───── Records shown ─────

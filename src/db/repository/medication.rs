use chrono::NaiveDate;
use rusqlite::{params, Connection, Row};

use crate::db::DatabaseError;
use crate::models::*;

const MEDICATION_COLUMNS: &str = "id, name, dosage, per_dose, frequency, usage, times, start_date, \
     duration_days, end_date, status, linked_record_id, notes, created_at, stopped_at, completed_at";

/// Checks the draft and returns its derived end date.
fn validate_draft(med: &MedicationDraft) -> Result<NaiveDate, DatabaseError> {
    if med.name.trim().is_empty() {
        return Err(DatabaseError::ConstraintViolation("medication name is required".into()));
    }
    if med.duration_days == 0 {
        return Err(DatabaseError::ConstraintViolation(
            "medication duration must be at least one day".into(),
        ));
    }
    if med.duration_days > MAX_COURSE_DAYS {
        return Err(DatabaseError::ConstraintViolation(format!(
            "medication duration exceeds {MAX_COURSE_DAYS} days"
        )));
    }
    med.end_date().ok_or_else(|| {
        DatabaseError::ConstraintViolation("medication end date is out of range".into())
    })
}

pub fn add_medication(conn: &Connection, med: &MedicationDraft) -> Result<i64, DatabaseError> {
    let end_date = validate_draft(med)?;
    let status = med.status.unwrap_or_default();
    conn.execute(
        "INSERT INTO medications (name, dosage, per_dose, frequency, usage, times, start_date,
         duration_days, end_date, status, linked_record_id, notes, created_at)
         VALUES (?1, ?2, ?3, ?4, ?5, ?6, ?7, ?8, ?9, ?10, ?11, ?12, ?13)",
        params![
            med.name,
            med.dosage,
            med.per_dose,
            med.frequency,
            med.usage,
            serde_json::to_string(&med.times)?,
            med.start_date.to_string(),
            med.duration_days,
            end_date.to_string(),
            status.as_str(),
            med.linked_record_id,
            med.notes,
            now_iso(),
        ],
    )?;
    let id = conn.last_insert_rowid();
    tracing::info!(medication_id = id, "Medication added");
    Ok(id)
}

/// All medications, most recently created first.
pub fn get_all_medications(conn: &Connection) -> Result<Vec<Medication>, DatabaseError> {
    query_medications(
        conn,
        &format!("SELECT {MEDICATION_COLUMNS} FROM medications ORDER BY created_at DESC, id DESC"),
        [],
    )
}

pub fn get_active_medications(conn: &Connection) -> Result<Vec<Medication>, DatabaseError> {
    query_medications(
        conn,
        &format!("SELECT {MEDICATION_COLUMNS} FROM medications WHERE status = 'active' ORDER BY id"),
        [],
    )
}

pub fn get_medication(conn: &Connection, id: i64) -> Result<Option<Medication>, DatabaseError> {
    let mut meds = query_medications(
        conn,
        &format!("SELECT {MEDICATION_COLUMNS} FROM medications WHERE id = ?1"),
        params![id],
    )?;
    Ok(meds.pop())
}

/// Full-field update. The end date is re-derived; a `None` status keeps
/// the current one.
pub fn update_medication(
    conn: &Connection,
    id: i64,
    med: &MedicationDraft,
) -> Result<(), DatabaseError> {
    let end_date = validate_draft(med)?;
    let updated = conn.execute(
        "UPDATE medications SET name = ?1, dosage = ?2, per_dose = ?3, frequency = ?4,
         usage = ?5, times = ?6, start_date = ?7, duration_days = ?8, end_date = ?9,
         status = COALESCE(?10, status), linked_record_id = ?11, notes = ?12
         WHERE id = ?13",
        params![
            med.name,
            med.dosage,
            med.per_dose,
            med.frequency,
            med.usage,
            serde_json::to_string(&med.times)?,
            med.start_date.to_string(),
            med.duration_days,
            end_date.to_string(),
            med.status.map(|s| s.as_str()),
            med.linked_record_id,
            med.notes,
            id,
        ],
    )?;
    if updated == 0 {
        return Err(DatabaseError::not_found("Medication", id));
    }
    Ok(())
}

/// Delete a medication together with its adherence logs.
pub fn delete_medication(conn: &Connection, id: i64) -> Result<(), DatabaseError> {
    let tx = conn.unchecked_transaction()?;
    let deleted_logs = tx.execute(
        "DELETE FROM medication_logs WHERE medication_id = ?1",
        params![id],
    )?;
    let deleted = tx.execute("DELETE FROM medications WHERE id = ?1", params![id])?;
    if deleted == 0 {
        return Err(DatabaseError::not_found("Medication", id));
    }
    tx.commit()?;

    tracing::info!(medication_id = id, deleted_logs, "Medication deleted");
    Ok(())
}

pub fn stop_medication(conn: &Connection, id: i64) -> Result<(), DatabaseError> {
    let updated = conn.execute(
        "UPDATE medications SET status = 'stopped', stopped_at = ?1 WHERE id = ?2",
        params![now_iso(), id],
    )?;
    if updated == 0 {
        return Err(DatabaseError::not_found("Medication", id));
    }
    Ok(())
}

pub fn complete_medication(conn: &Connection, id: i64) -> Result<(), DatabaseError> {
    let updated = conn.execute(
        "UPDATE medications SET status = 'completed', completed_at = ?1 WHERE id = ?2",
        params![now_iso(), id],
    )?;
    if updated == 0 {
        return Err(DatabaseError::not_found("Medication", id));
    }
    Ok(())
}

fn query_medications<P: rusqlite::Params>(
    conn: &Connection,
    sql: &str,
    params: P,
) -> Result<Vec<Medication>, DatabaseError> {
    let mut stmt = conn.prepare(sql)?;
    let rows = stmt.query_map(params, medication_row_from_rusqlite)?;

    let mut meds = Vec::new();
    for row in rows {
        meds.push(medication_from_row(row?)?);
    }
    Ok(meds)
}

// Raw columns; `times` is still JSON here.
struct MedicationRow {
    id: i64,
    name: String,
    dosage: String,
    per_dose: String,
    frequency: String,
    usage: Option<String>,
    times: String,
    start_date: String,
    duration_days: u32,
    end_date: String,
    status: String,
    linked_record_id: Option<i64>,
    notes: String,
    created_at: String,
    stopped_at: Option<String>,
    completed_at: Option<String>,
}

fn medication_row_from_rusqlite(row: &Row<'_>) -> rusqlite::Result<MedicationRow> {
    Ok(MedicationRow {
        id: row.get(0)?,
        name: row.get(1)?,
        dosage: row.get(2)?,
        per_dose: row.get(3)?,
        frequency: row.get(4)?,
        usage: row.get(5)?,
        times: row.get(6)?,
        start_date: row.get(7)?,
        duration_days: row.get(8)?,
        end_date: row.get(9)?,
        status: row.get(10)?,
        linked_record_id: row.get(11)?,
        notes: row.get(12)?,
        created_at: row.get(13)?,
        stopped_at: row.get(14)?,
        completed_at: row.get(15)?,
    })
}

fn parse_date(field: &str, value: &str) -> Result<NaiveDate, DatabaseError> {
    NaiveDate::parse_from_str(value, "%Y-%m-%d").map_err(|_| {
        DatabaseError::ConstraintViolation(format!("invalid {field}: {value}"))
    })
}

fn medication_from_row(row: MedicationRow) -> Result<Medication, DatabaseError> {
    Ok(Medication {
        id: row.id,
        name: row.name,
        dosage: row.dosage,
        per_dose: row.per_dose,
        frequency: row.frequency,
        usage: row.usage,
        times: serde_json::from_str(&row.times)?,
        start_date: parse_date("start_date", &row.start_date)?,
        duration_days: row.duration_days,
        end_date: parse_date("end_date", &row.end_date)?,
        status: row.status.parse()?,
        linked_record_id: row.linked_record_id,
        notes: row.notes,
        created_at: row.created_at,
        stopped_at: row.stopped_at,
        completed_at: row.completed_at,
    })
}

─────

### What the task asks:
Look for the word "field" throughout the material above and copy every line that has it.

### Solution to the exercise:
/// Full-field update. The end date is re-derived; a `None` status keeps
fn parse_date(field: &str, value: &str) -> Result<NaiveDate, DatabaseError> {
        DatabaseError::ConstraintViolation(format!("invalid {field}: {value}"))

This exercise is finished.